**What to do:**
Every line in the records below with the string "SlotTaken" is to be copied out.
============
//! # Persistence
//!
//! The key-value capability the cart is persisted through. The store only ever
//! sees strings; turning a cart into one is the [`codec`](crate::codec)'s job.

use async_trait::async_trait;
use std::collections::HashMap;
use std::sync::atomic::{AtomicBool, Ordering};
use std::sync::{Arc, Mutex, PoisonError};

/// Errors raised by a [`PersistenceStore`].
#[derive(Debug, thiserror::Error)]
pub enum StorageError {
    #[error("invalid storage key: {0:?}")]
    InvalidKey(String),
    #[error("storage I/O failed for key {key:?}: {source}")]
    Io {
        key: String,
        #[source]
        source: std::io::Error,
    },
    #[error("storage unavailable: {0}")]
    Unavailable(String),
}

/// Durable get/set storage for string blobs.
#[async_trait]
pub trait PersistenceStore: Send + Sync {
    /// Returns the value stored under `key`, or `None` if nothing was ever written.
    async fn get(&self, key: &str) -> Result<Option<String>, StorageError>;

    /// Stores `value` under `key`, replacing any previous value.
    ///
    /// The write is complete once the returned future resolves.
    async fn set(&self, key: &str, value: String) -> Result<(), StorageError>;
}

#[async_trait]
impl<T: PersistenceStore + ?Sized> PersistenceStore for Arc<T> {
    async fn get(&self, key: &str) -> Result<Option<String>, StorageError> {
        (**self).get(key).await
    }

    async fn set(&self, key: &str, value: String) -> Result<(), StorageError> {
        (**self).set(key, value).await
    }
}

/// In-process store. Clones share the same map, so a test can hand one clone to
/// a [`CartStore`](crate::CartStore) and inspect the other.
#[derive(Debug, Clone, Default)]
pub struct MemoryStore {
    values: Arc<Mutex<HashMap<String, String>>>,
    unavailable: Arc<AtomicBool>,
}

impl MemoryStore {
    pub fn new() -> Self {
        Self::default()
    }

    /// Seeds `key` with a raw value, bypassing availability.
    pub fn with_value(self, key: impl Into<String>, value: impl Into<String>) -> Self {
        self.values
            .lock()
            .unwrap_or_else(PoisonError::into_inner)
            .insert(key.into(), value.into());
        self
    }

    /// Reads `key` directly, bypassing availability.
    pub fn raw(&self, key: &str) -> Option<String> {
        self.values
            .lock()
            .unwrap_or_else(PoisonError::into_inner)
            .get(key)
            .cloned()
    }

    /// While unavailable, every `get` and `set` fails with [`StorageError::Unavailable`].
    pub fn set_available(&self, available: bool) {
        self.unavailable.store(!available, Ordering::SeqCst);
    }

    fn check_available(&self) -> Result<(), StorageError> {
        if self.unavailable.load(Ordering::SeqCst) {
            Err(StorageError::Unavailable("memory store switched off".into()))
        } else {
            Ok(())
        }
    }
}

#[async_trait]
impl PersistenceStore for MemoryStore {
    async fn get(&self, key: &str) -> Result<Option<String>, StorageError> {
        self.check_available()?;
        Ok(self.raw(key))
    }

    async fn set(&self, key: &str, value: String) -> Result<(), StorageError> {
        self.check_available()?;
        self.values
            .lock()
            .unwrap_or_else(PoisonError::into_inner)
            .insert(key.to_string(), value);
        Ok(())
    }
}
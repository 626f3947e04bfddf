// libs/booking-cell/src/services/sessions.rs
use chrono::Utc;
use reqwest::Method;
use serde_json::{json, Value};
use std::sync::Arc;
use tracing::{info, warn};
use uuid::Uuid;

use shared_database::{DbError, SupabaseClient};

use crate::models::{
    BookSessionRequest, BookingError, MeetingDetails, PaymentRecord, SessionStatus, TherapySession,
};

/// Inserts the canonical booking record. The store enforces a partial unique
/// index over (psychologist_id, session_date, session_time) for active
/// statuses; two racing coordinators both pass the advisory check, exactly
/// one insert wins, the other sees `SlotTaken` here.
pub struct SessionWriterService {
    supabase: Arc<SupabaseClient>,
}

impl SessionWriterService {
    pub fn new(supabase: Arc<SupabaseClient>) -> Self {
        Self { supabase }
    }

    pub async fn create(
        &self,
        request: &BookSessionRequest,
        payment: &PaymentRecord,
        meeting: &MeetingDetails,
        auth_token: &str,
    ) -> Result<TherapySession, BookingError> {
        let now = Utc::now();
        let body = json!({
            "client_id": payment.client_id,
            "psychologist_id": request.psychologist_id,
            "package_id": request.package_id,
            "session_date": request.scheduled_date,
            "session_time": request.scheduled_time,
            "status": SessionStatus::Booked.to_string(),
            "payment_id": payment.id,
            "price": request.amount,
            "meet_link": meeting.meet_link,
            "calendar_event_id": meeting.event_id,
            "calendar_link": meeting.calendar_link,
            "notes": request.notes,
            "created_at": now.to_rfc3339(),
            "updated_at": now.to_rfc3339(),
        });

        let session: TherapySession = self
            .supabase
            .insert_returning("sessions", Some(auth_token), body)
            .await
            .map_err(|e| match e {
                DbError::Conflict(detail) => {
                    warn!(
                        "Session slot race lost for psychologist {} on {} {}: {}",
                        request.psychologist_id, request.scheduled_date, request.scheduled_time, detail
                    );
                    BookingError::SlotTaken
                }
                other => BookingError::Database(other.to_string()),
            })?;

        info!(
            "Session {} booked for psychologist {} on {} {}",
            session.id, session.psychologist_id, session.session_date, session.session_time
        );
        Ok(session)
    }

    /// Used only by compensation.
    pub async fn delete(&self, session_id: Uuid, auth_token: &str) -> Result<(), DbError> {
        let path = format!("/rest/v1/sessions?id=eq.{}", session_id);
        let _: Vec<Value> = self
            .supabase
            .request(Method::DELETE, &path, Some(auth_token), None)
            .await?;
        Ok(())
    }
}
============
**Answer for the task:**
/// one insert wins, the other sees `SlotTaken` here.
                    BookingError::SlotTaken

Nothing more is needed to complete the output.